XquartzとdockerはHomebrewで入れたほうが楽だと思うので、使える方はコマンドからインストールしてください。Homebrewマジで便利。
3.ParaViewを入れる
後々説明しますが、コンテナ内部とは別で可視化ソフトのParaViewは動かした方が楽なのでインストールします。
https://www.paraview.org/download/
良さげなのを選んで入れてください。どれ入れたらいいかわからない時はHomebrew経由で。
3.OpenFOAMを入れる
いよいよOpenFOAMを入れていきます。

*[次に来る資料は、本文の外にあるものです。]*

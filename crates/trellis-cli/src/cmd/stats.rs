//! `trellis stats`: topology and density report.

use std::fs;
use std::io::Write;
use std::path::{Path, PathBuf};

use anyhow::Context as _;
use chrono::Utc;
use clap::Args;
use tracing::info;
use trellis_metrics::{StatsReport, compute_stats};

use super::{Context, load_graph};
use crate::output::{OutputMode, pretty_kv, pretty_section, render_mode};

/// Hubs and redundant pairs listed in human output before truncating.
const HUMAN_LIST_LIMIT: usize = 10;

/// Arguments for `trellis stats`.
#[derive(Args, Debug, Default)]
pub struct StatsArgs {
    /// Also write the JSON report to this file.
    #[arg(long, value_name = "FILE")]
    pub out: Option<PathBuf>,
}

/// Execute `trellis stats`.
pub fn run_stats(args: &StatsArgs, output: OutputMode, ctx: &Context) -> anyhow::Result<()> {
    let (_corpus, graph) = load_graph(ctx, output)?;
    let report = compute_stats(&graph.nodes, &graph.edges, &ctx.source_label, Utc::now());

    if let Some(out) = &args.out {
        let path = ctx.resolve(out);
        write_report(&path, &report)?;
        info!(path = %path.display(), "stats report written");
    }

    render_mode(output, &report, render_stats_text, render_stats_pretty)
}

fn write_report(path: &Path, report: &StatsReport) -> anyhow::Result<()> {
    if let Some(parent) = path.parent() {
        fs::create_dir_all(parent)
            .with_context(|| format!("failed to create {}", parent.display()))?;
    }
    let mut body = serde_json::to_string_pretty(report)?;
    body.push('\n');
    fs::write(path, body).with_context(|| format!("failed to write {}", path.display()))
}

fn render_stats_text(r: &StatsReport, w: &mut dyn Write) -> std::io::Result<()> {
    writeln!(w, "source {}", r.source)?;
    writeln!(w, "nodes {} edges {}", r.node_count, r.edge_count)?;
    writeln!(
        w,
        "degree avg_out {} avg_in {} avg_total {} mean {} stddev {} hub_threshold {}",
        r.avg_out_degree,
        r.avg_in_degree,
        r.avg_total_degree,
        r.degree_mean,
        r.degree_stddev,
        r.hub_threshold
    )?;
    writeln!(w, "clustering {}", r.clustering_coefficient)?;
    writeln!(
        w,
        "components weak {} strong {} largest_weak_pct {}",
        r.weak_component_count, r.strong_component_count, r.largest_weak_component_pct
    )?;
    for hub in &r.hubs {
        writeln!(w, "hub {} {} z={}", hub.slug, hub.degree, hub.z_score)?;
    }
    for leaf in &r.leaves {
        writeln!(w, "leaf {leaf}")?;
    }
    for pair in &r.redundant_neighborhoods {
        writeln!(
            w,
            "redundant {} {} {}",
            pair.source, pair.target, pair.similarity
        )?;
    }
    Ok(())
}

fn render_stats_pretty(r: &StatsReport, w: &mut dyn Write) -> std::io::Result<()> {
    pretty_section(w, &format!("Link graph: {}", r.source))?;
    pretty_kv(w, "Nodes", r.node_count.to_string())?;
    pretty_kv(w, "Edges", r.edge_count.to_string())?;
    pretty_kv(w, "Generated", &r.timestamp)?;
    writeln!(w)?;

    pretty_section(w, "Degree")?;
    pretty_kv(w, "Avg out", r.avg_out_degree.to_string())?;
    pretty_kv(w, "Avg in", r.avg_in_degree.to_string())?;
    pretty_kv(w, "Avg total", r.avg_total_degree.to_string())?;
    pretty_kv(
        w,
        "Mean ± sd",
        format!("{} ± {}", r.degree_mean, r.degree_stddev),
    )?;
    pretty_kv(w, "Hub above", r.hub_threshold.to_string())?;
    writeln!(w)?;

    pretty_section(w, "Structure")?;
    pretty_kv(w, "Clustering", r.clustering_coefficient.to_string())?;
    pretty_kv(w, "Weak comps", r.weak_component_count.to_string())?;
    pretty_kv(w, "Strong comps", r.strong_component_count.to_string())?;
    pretty_kv(w, "Largest weak", format!("{}%", r.largest_weak_component_pct))?;
    pretty_kv(w, "Leaves", r.leaf_count.to_string())?;
    writeln!(w)?;

    pretty_section(w, &format!("Hubs ({})", r.hub_count))?;
    if r.hubs.is_empty() {
        writeln!(w, "  (none)")?;
    }
    for hub in r.hubs.iter().take(HUMAN_LIST_LIMIT) {
        writeln!(
            w,
            "  {:<40} {:>4}  in {:>3}  out {:>3}  z {}",
            hub.slug, hub.degree, hub.in_degree, hub.out_degree, hub.z_score
        )?;
    }
    if r.hub_count > HUMAN_LIST_LIMIT {
        writeln!(w, "  … {} more", r.hub_count - HUMAN_LIST_LIMIT)?;
    }
    writeln!(w)?;

    pretty_section(
        w,
        &format!("Redundant neighborhoods ({})", r.redundant_neighborhood_count),
    )?;
    if r.redundant_neighborhoods.is_empty() {
        writeln!(w, "  (none)")?;
    }
    for pair in r.redundant_neighborhoods.iter().take(HUMAN_LIST_LIMIT) {
        writeln!(
            w,
            "  {} ↔ {}  {} ({}/{})",
            pair.source, pair.target, pair.similarity, pair.shared, pair.union
        )?;
    }
    if r.redundant_neighborhood_count > HUMAN_LIST_LIMIT {
        writeln!(
            w,
            "  … {} more",
            r.redundant_neighborhood_count - HUMAN_LIST_LIMIT
        )?;
    }
    Ok(())
}
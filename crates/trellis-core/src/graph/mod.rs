//! Link graph construction.
//!
//! ## Pipeline
//!
//! ```text
//! Corpus (published documents, path order)
//!        ↓  parse::sanitize()        header + code regions removed
//!        ↓  parse::extract_links()   raw targets, document order
//!        ↓  Resolver::resolve()      exact → decoded → case-folded → short key
//! LinkGraph { nodes (by id), edges (by source, target) }
//! ```
//!
//! The graph is rebuilt from scratch on every run and never mutated after
//! [`LinkGraph::build`] returns. Both the metrics engine and the snapshot
//! contract read it; neither depends on the other.

pub mod build;
pub mod resolve;

pub use build::{BuildCounters, Edge, LinkGraph, Node};
pub use resolve::{Resolution, Resolver, Strategy};
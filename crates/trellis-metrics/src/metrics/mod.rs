//! Topology and density metrics over an [`crate::graph::Adjacency`].
//!
//! | metric                  | module        | cost        |
//! |-------------------------|---------------|-------------|
//! | degree histograms, hubs | [`degree`]     | O(V + E)    |
//! | mean local clustering   | [`clustering`] | O(V · k²)   |
//! | redundant neighborhoods | [`redundancy`] | O(E · k)    |
//!
//! Every metric is total: an empty graph yields zeros and empty lists.

pub mod clustering;
pub mod degree;
pub mod redundancy;

pub use clustering::{local_clustering, mean_clustering};
pub use degree::{DegreeSummary, Histogram, Hub, degree_summary, mean_and_stddev};
pub use redundancy::{REDUNDANCY_THRESHOLD, RedundantPair, redundant_neighborhoods};

/// Round `value` to `places` decimal places, half away from zero.
#[must_use]
pub fn round_to(value: f64, places: i32) -> f64 {
    let factor = 10_f64.powi(places);
    (value * factor).round() / factor
}
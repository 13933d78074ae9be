//! `trellis completions`: shell completion scripts.

use std::io::{self, Write};

use clap::{Args, Command};
use clap_complete::{Shell, generate};

/// Arguments for `trellis completions`.
#[derive(Args, Debug)]
pub struct CompletionsArgs {
    /// Shell to emit the script for.
    #[arg(value_enum)]
    pub shell: Shell,
}

/// Print the completion script for `args.shell` to stdout.
///
/// # Errors
///
/// Returns an error if stdout cannot be flushed.
pub fn run_completions(args: &CompletionsArgs, command: &mut Command) -> anyhow::Result<()> {
    let stdout = io::stdout();
    let mut out = stdout.lock();
    write_completions(args.shell, command, &mut out)?;
    Ok(())
}

fn write_completions(shell: Shell, command: &mut Command, out: &mut dyn Write) -> io::Result<()> {
    generate(shell, command, "trellis", out);
    out.flush()
}

#[cfg(test)]
mod tests {
    use super::*;
    use crate::Cli;
    use clap::CommandFactory;

    #[test]
    fn bash_script_covers_subcommands() {
        let mut buf = Vec::new();
        write_completions(Shell::Bash, &mut Cli::command(), &mut buf).unwrap();
        let script = String::from_utf8(buf).unwrap();
        assert!(script.contains("_trellis"));
        assert!(script.contains("snapshot"));
        assert!(script.contains("--rule"));
    }
}
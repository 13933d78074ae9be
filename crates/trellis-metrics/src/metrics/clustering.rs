//! Local clustering coefficient on the undirected neighborhood.
//!
//! For a node with `k >= 2` undirected neighbors, the coefficient is
//! `2 * closed / (k * (k - 1))`, where a neighbor pair is closed when an
//! edge runs between them in either direction. Nodes with fewer than two
//! neighbors score 0.

use tracing::instrument;

use crate::graph::Adjacency;

#[must_use]
#[allow(clippy::cast_precision_loss)]
pub fn local_clustering(adj: &Adjacency, node: usize) -> f64 {
    let neighbors = adj.neighbors(node);
    let k = neighbors.len();
    if k < 2 {
        return 0.0;
    }

    let mut closed = 0usize;
    for (i, &u) in neighbors.iter().enumerate() {
        for &v in &neighbors[i + 1..] {
            if adj.has_edge(u, v) || adj.has_edge(v, u) {
                closed += 1;
            }
        }
    }

    (2 * closed) as f64 / (k * (k - 1)) as f64
}

/// Arithmetic mean of [`local_clustering`] over all nodes; 0 when empty.
#[instrument(skip(adj), fields(nodes = adj.len()))]
#[must_use]
#[allow(clippy::cast_precision_loss)]
pub fn mean_clustering(adj: &Adjacency) -> f64 {
    if adj.is_empty() {
        return 0.0;
    }
    let sum: f64 = (0..adj.len()).map(|node| local_clustering(adj, node)).sum();
    sum / adj.len() as f64
}
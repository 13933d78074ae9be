//! Weak and strong connectivity.
//!
//! Both traversals use explicit stacks: corpora can chain thousands of
//! documents deep, and recursion would put that depth on the call stack.

use fixedbitset::FixedBitSet;

use crate::graph::Adjacency;

/// Connected components of the underlying undirected graph.
///
/// Components are discovered from the lowest unvisited node index, and
/// members within each component are sorted.
#[must_use]
pub fn weak_components(adj: &Adjacency) -> Vec<Vec<usize>> {
    let mut visited = FixedBitSet::with_capacity(adj.len());
    let mut components = Vec::new();

    for start in 0..adj.len() {
        if visited.contains(start) {
            continue;
        }

        let mut members = Vec::new();
        let mut stack = vec![start];
        visited.insert(start);

        while let Some(node) = stack.pop() {
            members.push(node);
            for &next in adj.out(node).iter().chain(adj.inc(node)) {
                if !visited.contains(next) {
                    visited.insert(next);
                    stack.push(next);
                }
            }
        }

        members.sort_unstable();
        components.push(members);
    }

    components
}

/// Strongly connected components by Kosaraju's two-pass algorithm.
///
/// Pass one records DFS finish order on the forward graph; pass two walks
/// the reverse graph in reverse finish order, and each new root starts a
/// component. Members within each component are sorted.
#[must_use]
pub fn strong_components(adj: &Adjacency) -> Vec<Vec<usize>> {
    let n = adj.len();
    let order = finish_order(adj);

    let mut assigned = FixedBitSet::with_capacity(n);
    let mut components = Vec::new();

    for &root in order.iter().rev() {
        if assigned.contains(root) {
            continue;
        }

        let mut members = Vec::new();
        let mut stack = vec![root];
        assigned.insert(root);

        while let Some(node) = stack.pop() {
            members.push(node);
            for &prev in adj.inc(node) {
                if !assigned.contains(prev) {
                    assigned.insert(prev);
                    stack.push(prev);
                }
            }
        }

        members.sort_unstable();
        components.push(members);
    }

    components
}

/// Post-order of an iterative DFS over out-edges, roots taken in index
/// order.
fn finish_order(adj: &Adjacency) -> Vec<usize> {
    let n = adj.len();
    let mut visited = FixedBitSet::with_capacity(n);
    let mut order = Vec::with_capacity(n);
    // (node, index of the next out-neighbor to try)
    let mut stack: Vec<(usize, usize)> = Vec::new();

    for root in 0..n {
        if visited.contains(root) {
            continue;
        }
        visited.insert(root);
        stack.push((root, 0));

        while let Some(frame) = stack.last_mut() {
            let (node, cursor) = *frame;
            if let Some(&next) = adj.out(node).get(cursor) {
                frame.1 += 1;
                if !visited.contains(next) {
                    visited.insert(next);
                    stack.push((next, 0));
                }
            } else {
                order.push(node);
                stack.pop();
            }
        }
    }

    order
}
//! Link target resolution.
//!
//! Strategies are tried in order and the first hit wins:
//!
//! 1. **Exact**: the target, percent-encoded as a path, is a node id.
//! 2. **Decoded**: the target as written is a node id.
//! 3. **Case-insensitive**: the encoded target matches a node id ignoring
//!    case, or the target matches a decoded node id ignoring case.
//! 4. **Short key**: the lower-cased last segment of the target matches a
//!    document's short key; the first document in path order owns a key.
//!
//! Every index keeps the first document inserted for a key, and documents
//! are inserted in path order, so resolution is independent of hash order.

use std::collections::{BTreeMap, BTreeSet};

use serde::Serialize;

use crate::corpus::{Document, slug};

/// Which strategy produced a resolution.
#[derive(Debug, Clone, Copy, PartialEq, Eq, PartialOrd, Ord, Serialize)]
#[serde(rename_all = "kebab-case")]
pub enum Strategy {
    Exact,
    Decoded,
    CaseInsensitive,
    ShortKey,
}

/// A resolved link target.
#[derive(Debug, Clone, PartialEq, Eq)]
pub struct Resolution<'a> {
    pub id: &'a str,
    pub strategy: Strategy,
}

/// Lookup tables over the node ids of one corpus.
#[derive(Debug, Clone, Default)]
pub struct Resolver {
    ids: BTreeSet<String>,
    /// Lower-cased id → id.
    ids_folded: BTreeMap<String, String>,
    /// Lower-cased decoded id → id.
    decoded_folded: BTreeMap<String, String>,
    /// Short key → id.
    short_keys: BTreeMap<String, String>,
}

impl Resolver {
    /// Index `documents`, which must already be in deterministic path order.
    #[must_use]
    pub fn new(documents: &[Document]) -> Self {
        let mut resolver = Self::default();
        for doc in documents {
            resolver.insert(&doc.id, &doc.short_key);
        }
        resolver
    }

    /// Build from bare ids (short keys derived from the ids).
    #[must_use]
    pub fn from_ids<'a>(ids: impl IntoIterator<Item = &'a str>) -> Self {
        let mut resolver = Self::default();
        for id in ids {
            resolver.insert(id, &slug::short_key(id));
        }
        resolver
    }

    fn insert(&mut self, id: &str, short_key: &str) {
        if !self.ids.insert(id.to_string()) {
            return;
        }
        self.ids_folded
            .entry(id.to_lowercase())
            .or_insert_with(|| id.to_string());
        self.decoded_folded
            .entry(slug::decode(id).to_lowercase())
            .or_insert_with(|| id.to_string());
        self.short_keys
            .entry(short_key.to_string())
            .or_insert_with(|| id.to_string());
    }

    #[must_use]
    pub fn contains(&self, id: &str) -> bool {
        self.ids.contains(id)
    }

    #[must_use]
    pub fn len(&self) -> usize {
        self.ids.len()
    }

    #[must_use]
    pub fn is_empty(&self) -> bool {
        self.ids.is_empty()
    }

    /// Resolve a raw link target to a node id.
    #[must_use]
    pub fn resolve(&self, raw: &str) -> Option<Resolution<'_>> {
        let encoded = slug::encode_path(raw);

        if let Some(id) = self.ids.get(encoded.as_str()) {
            return Some(Resolution {
                id,
                strategy: Strategy::Exact,
            });
        }

        if let Some(id) = self.ids.get(raw) {
            return Some(Resolution {
                id,
                strategy: Strategy::Decoded,
            });
        }

        let folded = self
            .ids_folded
            .get(&encoded.to_lowercase())
            .or_else(|| self.decoded_folded.get(&raw.to_lowercase()));
        if let Some(id) = folded {
            return Some(Resolution {
                id,
                strategy: Strategy::CaseInsensitive,
            });
        }

        let key = slug::last_segment(raw).to_lowercase();
        self.short_keys.get(&key).map(|id| Resolution {
            id,
            strategy: Strategy::ShortKey,
        })
    }
}
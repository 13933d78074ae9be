//! Graph view used by every metric.
//!
//! ```text
//! (nodes, edges) from trellis-core
//!        ↓  Adjacency::from_graph()      sorted ids, index-based out/in lists
//!        ├─ components::weak_components()
//!        └─ components::strong_components()   (Kosaraju, iterative)
//! ```

pub mod adjacency;
pub mod components;

pub use adjacency::Adjacency;
pub use components::{strong_components, weak_components};
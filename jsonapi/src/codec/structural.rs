use std::sync::Arc;

use serde::{de::DeserializeOwned, Serialize};
use serde_json::Value;

use super::{Codec, Context, Cursor, Node, Registry, Rule, Shape};
use crate::{Error, ErrorObject, JsonApiObject, Link, LinkObject, Links, Meta, Relation, ResourceIdentifier};

/// Absent value: decoding skips the input, encoding writes `null`.
pub struct VoidRule;

impl Rule for VoidRule {
	fn resolve(&self, shape: &Shape, _: &Registry, _: Cursor) -> Result<Option<Arc<dyn Codec>>, Error> {
		Ok(match shape {
			Shape::Void => Some(Arc::new(VoidCodec)),
			_ => None,
		})
	}
}

pub struct VoidCodec;

impl Codec for VoidCodec {
	fn decode(&self, _: Value, _: &mut Context) -> Result<Node, Error> {
		Ok(Node::Null)
	}

	fn encode(&self, _: &Node) -> Result<Value, Error> {
		Ok(Value::Null)
	}
}

/// Fixed codecs for the auxiliary document members.
pub struct StructuralRule {
	resolve: fn(&Shape) -> Option<Arc<dyn Codec>>,
}

impl StructuralRule {
	pub const LINKS: Self = Self {
		resolve: |shape| match shape {
			Shape::Links => Some(Arc::new(Structural::<Links>::new("links", Node::Links, |n| match n {
				Node::Links(v) => Some(v),
				_ => None,
			}))),
			Shape::Link => Some(Arc::new(Structural::<Link>::new("link", Node::Link, |n| match n {
				Node::Link(v) => Some(v),
				_ => None,
			}))),
			Shape::LinkObject => Some(Arc::new(Structural::<LinkObject>::new(
				"link object",
				Node::LinkObject,
				|n| match n {
					Node::LinkObject(v) => Some(v),
					_ => None,
				},
			))),
			_ => None,
		},
	};

	pub const META: Self = Self {
		resolve: |shape| match shape {
			Shape::Meta => Some(Arc::new(Structural::<Meta>::new("meta", Node::Meta, |n| match n {
				Node::Meta(v) => Some(v),
				_ => None,
			}))),
			_ => None,
		},
	};

	pub const RELATION: Self = Self {
		resolve: |shape| match shape {
			Shape::Relation => Some(Arc::new(Structural::<Relation>::new(
				"relationship",
				Node::Relation,
				|n| match n {
					Node::Relation(v) => Some(v),
					_ => None,
				},
			))),
			_ => None,
		},
	};

	pub const ERRORS: Self = Self {
		resolve: |shape| match shape {
			Shape::Errors => Some(Arc::new(Structural::<Vec<ErrorObject>>::new(
				"errors",
				Node::Errors,
				|n| match n {
					Node::Errors(v) => Some(v),
					_ => None,
				},
			))),
			_ => None,
		},
	};

	pub const JSONAPI: Self = Self {
		resolve: |shape| match shape {
			Shape::JsonApi => Some(Arc::new(Structural::<JsonApiObject>::new(
				"jsonapi object",
				Node::JsonApi,
				|n| match n {
					Node::JsonApi(v) => Some(v),
					_ => None,
				},
			))),
			_ => None,
		},
	};

	pub const IDENTIFIER: Self = Self {
		resolve: |shape| match shape {
			Shape::Identifier => Some(Arc::new(Structural::<ResourceIdentifier>::new(
				"resource identifier",
				Node::Identifier,
				|n| match n {
					Node::Identifier(v) => Some(v),
					_ => None,
				},
			))),
			_ => None,
		},
	};
}

impl Rule for StructuralRule {
	fn resolve(&self, shape: &Shape, _: &Registry, _: Cursor) -> Result<Option<Arc<dyn Codec>>, Error> {
		Ok((self.resolve)(shape))
	}
}

/// Codec going through the serde implementation of `T`.
pub struct Structural<T> {
	name: &'static str,
	wrap: fn(T) -> Node,
	unwrap: fn(&Node) -> Option<&T>,
}

impl<T> Structural<T> {
	fn new(name: &'static str, wrap: fn(T) -> Node, unwrap: fn(&Node) -> Option<&T>) -> Self {
		Self { name, wrap, unwrap }
	}
}

impl<T: Serialize + DeserializeOwned> Codec for Structural<T> {
	fn decode(&self, value: Value, _: &mut Context) -> Result<Node, Error> {
		match value {
			Value::Null => Ok(Node::Null),
			value => Ok((self.wrap)(serde_json::from_value(value)?)),
		}
	}

	fn encode(&self, node: &Node) -> Result<Value, Error> {
		match node {
			Node::Null => Ok(Value::Null),
			node => {
				let value = (self.unwrap)(node).ok_or_else(|| node.unexpected(self.name))?;
				Ok(serde_json::to_value(value)?)
			}
		}
	}
}
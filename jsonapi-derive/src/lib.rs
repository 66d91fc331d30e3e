use proc_macro::TokenStream;
use proc_macro_error::{abort, proc_macro_error};

mod generate;

/// Derives `jsonapi::Resource`.
///
/// The struct declares its type name with `#[jsonapi(type = "...")]`. Fields
/// holding JSON:API members are annotated with `#[jsonapi(type)]`,
/// `#[jsonapi(id)]`, `#[jsonapi(lid)]`, `#[jsonapi(relationships)]`,
/// `#[jsonapi(links)]`, `#[jsonapi(meta)]`, `#[jsonapi(to_one = "name")]` or
/// `#[jsonapi(to_many = "name")]`, and must be `#[serde(skip)]` since they are
/// not attributes.
#[proc_macro_derive(Resource, attributes(jsonapi))]
#[proc_macro_error]
pub fn derive_resource(input: TokenStream) -> TokenStream {
	let input = syn::parse_macro_input!(input as syn::DeriveInput);
	match generate::resource(input) {
		Ok(tokens) => tokens.into(),
		Err(e) => {
			abort!(e.span(), e)
		}
	}
}
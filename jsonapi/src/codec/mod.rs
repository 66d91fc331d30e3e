//! Codec resolution.
//!
//! A [`Registry`] maps each requested [`Shape`] to a [`Codec`] by asking an
//! ordered chain of [`Rule`]s. Codecs work on JSON values on one side and on
//! erased [`Node`]s on the other. The typed API of the crate converts nodes
//! to and from user types.
use std::any::TypeId;
use std::fmt;
use std::sync::Arc;

use serde_json::Value;

use crate::utils::short_type_name;
use crate::{
	bind, AnyHandle, Document, Error, ErrorObject, JsonApiObject, Link, LinkObject, Links, Meta,
	Relation, Resource, ResourceIdentifier,
};

mod cache;
mod document;
mod registry;
mod resource;
mod structural;

pub use cache::Cache;
pub use registry::Registry;
pub(crate) use registry::Kind;

/// Concrete resource kind.
#[derive(Debug, Clone, Copy, PartialEq, Eq, Hash)]
pub struct KindId {
	pub type_id: TypeId,
	pub name: &'static str,
}

/// Requested shape of a value.
#[derive(Debug, Clone, PartialEq, Eq, Hash)]
pub enum Shape {
	/// No value.
	Void,

	/// Top-level document with primary data of the given shape.
	Document(Box<Shape>),

	/// Primary data of a document.
	Data(Box<Shape>),

	/// Ordered collection.
	List(Box<Shape>),

	/// Any resource, dispatched on its type name.
	Resource,

	/// Resource of a registered Rust type.
	Kind(KindId),

	/// Resource decoded as a plain [`ResourceObject`](crate::ResourceObject).
	Object,

	Identifier,
	Links,
	Link,
	LinkObject,
	Meta,
	Relation,
	Errors,
	JsonApi,
}

impl Shape {
	pub fn kind<T: Resource>() -> Self {
		Self::Kind(KindId {
			type_id: TypeId::of::<T>(),
			name: short_type_name::<T>(),
		})
	}

	pub fn document(data: Shape) -> Self {
		Self::Document(Box::new(data))
	}

	pub fn list(element: Shape) -> Self {
		Self::List(Box::new(element))
	}
}

impl fmt::Display for Shape {
	fn fmt(&self, f: &mut fmt::Formatter) -> fmt::Result {
		match self {
			Self::Void => write!(f, "()"),
			Self::Document(data) => write!(f, "Document<{data}>"),
			Self::Data(data) => write!(f, "Data<{data}>"),
			Self::List(element) => write!(f, "Vec<{element}>"),
			Self::Resource => write!(f, "dyn Resource"),
			Self::Kind(kind) => write!(f, "{}", kind.name),
			Self::Object => write!(f, "ResourceObject"),
			Self::Identifier => write!(f, "ResourceIdentifier"),
			Self::Links => write!(f, "Links"),
			Self::Link => write!(f, "Link"),
			Self::LinkObject => write!(f, "LinkObject"),
			Self::Meta => write!(f, "Meta"),
			Self::Relation => write!(f, "Relation"),
			Self::Errors => write!(f, "Vec<ErrorObject>"),
			Self::JsonApi => write!(f, "JsonApiObject"),
		}
	}
}

/// Decoded value, before conversion into a user type.
#[derive(Debug, Clone)]
pub enum Node {
	Null,
	Resource(AnyHandle),
	Identifier(ResourceIdentifier),
	List(Vec<Node>),
	Links(Links),
	Link(Link),
	LinkObject(LinkObject),
	Meta(Meta),
	Relation(Relation),
	Errors(Vec<ErrorObject>),
	JsonApi(JsonApiObject),
	Document(Box<Document<Node>>),
}

impl Node {
	pub fn describe(&self) -> &'static str {
		match self {
			Self::Null => "null",
			Self::Resource(_) => "resource",
			Self::Identifier(_) => "resource identifier",
			Self::List(_) => "list",
			Self::Links(_) => "links",
			Self::Link(_) => "link",
			Self::LinkObject(_) => "link object",
			Self::Meta(_) => "meta",
			Self::Relation(_) => "relationship",
			Self::Errors(_) => "errors",
			Self::JsonApi(_) => "jsonapi object",
			Self::Document(_) => "document",
		}
	}

	pub(crate) fn unexpected(&self, expected: &str) -> Error {
		Error::Format(format!("expected {expected}, found {}", self.describe()))
	}
}

/// Resources decoded so far in a document.
#[derive(Default)]
pub struct Context {
	resources: Vec<bind::Entry>,
}

impl Context {
	pub(crate) fn push(&mut self, entry: bind::Entry) {
		self.resources.push(entry)
	}

	pub(crate) fn into_resources(self) -> Vec<bind::Entry> {
		self.resources
	}
}

pub trait Codec: Send + Sync {
	fn decode(&self, value: Value, context: &mut Context) -> Result<Node, Error>;

	fn encode(&self, node: &Node) -> Result<Value, Error>;
}

/// Position of a rule in the resolution chain.
#[derive(Debug, Clone, Copy, PartialEq, Eq)]
pub struct Cursor(pub(crate) usize);

impl Cursor {
	pub fn next(self) -> Self {
		Self(self.0 + 1)
	}
}

/// Resolution rule.
///
/// Returns `Ok(None)` for shapes the rule does not handle. A rule may request
/// codecs for other shapes from the registry, or the next applicable codec
/// for its own shape with [`Registry::next_codec`].
pub trait Rule: Send + Sync {
	fn resolve(
		&self,
		shape: &Shape,
		registry: &Registry,
		cursor: Cursor,
	) -> Result<Option<Arc<dyn Codec>>, Error>;
}

pub(crate) fn expect_object(
	value: Value,
	what: &str,
) -> Result<serde_json::Map<String, Value>, Error> {
	match value {
		Value::Object(members) => Ok(members),
		other => Err(Error::Format(format!(
			"{what} MUST be a JSON object, found `{other}`"
		))),
	}
}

先ほど設定を変更したXQuartzを再起動して、
この画面でコマンドを入力していきます。
sudo curl --create-dirs -o /usr/local/bin/openfoam11-macos http://dl.openfoam.org/docker/openfoam11-macos
パスワードが求められるのでMacを開くときのパスワードを入力
次に↓のコマンドを入力します。
sudo chmod 755 /usr/local/bin/openfoam11-macos
ついでにこの2つも
sudo curl -o /usr/local/bin/openfoam-macos-file-system http://dl.openfoam.org/docker/openfoam-macos-file-system
sudo chmod 755 /usr/local/bin/openfoam-macos-file-system
解析するデータを入れるフォルダを用意します。
mkdir openfoam
cd openfoam
mkdir run
これでOpenFOAMの準備が整ったので、起動します。
Dockerが起動されている状態で、
cd $HOME/openfoam
openfoam11-macos
↑これでdockerコンテナができます。初回は少し時間がかかります。
openfoam11-macos -p
これで可視化に使うParaViewも同時に使えるようになりますが、公式も明言しているように
4.The speed of ParaView running from the Docker container is very slow.
なので、基本的には.vtk形式でエクスポートして、別途インストールしたParaViewで結果を確認する方がおすすめです。
4.実際に解析
これで準備ができたので、実際にOpenFOAMに入っているバックステップ流れサンプルデータの解析から可視化までやってみます。
コンテナが起動している状態で、
cd $FOAM_RUN
cp -r $FOAM_TUTORIALS/incompressibleFluid/pitzDailySteady .
cd pitzDailySteady
blockMesh
foamRun
paraFoam
これを順次実行していくとparaViewが起動すると思いますが、案の定クソ遅いので
foamToVTK -fields '(U)'
これで速度分布だけエクスポートできます。Uだと速度、pだと圧力。
エクスポートしたデータを、1番左上のファイルマークを押して選択すると、快適に可視化したデータを眺めることができます。
補足
これはメッシュ切るのと解析を順次コマンドを打ち込んで実行しているので面倒です。
なので、全て実行することのできるコマンドもあります。
chmod +x ./Allrun
Allrun
これでメッシュも解析も全部やってくれます。
詳しくは
https://www.xsim.info/articles/OpenFOAM/tutorials/incompressible-pimpleFoam-pitzDaily.html
終わりに
いかがだったでしょうか?解説があまり多くない中、自分なりに手探りでやってきたまとめにしたつもりです。
実際に解析データを設定する際は、Xsim https://xsim.work/ を使うのが便利です。
単純にマシンパワー不足で解析時間がかかるのか、Docker経由でOpenFOAMを動かしているから遅くなっているのかが気になるので、今後はデスクトップPCのOSにUbuntuを採用してそこで直で動かしてみたいと思います。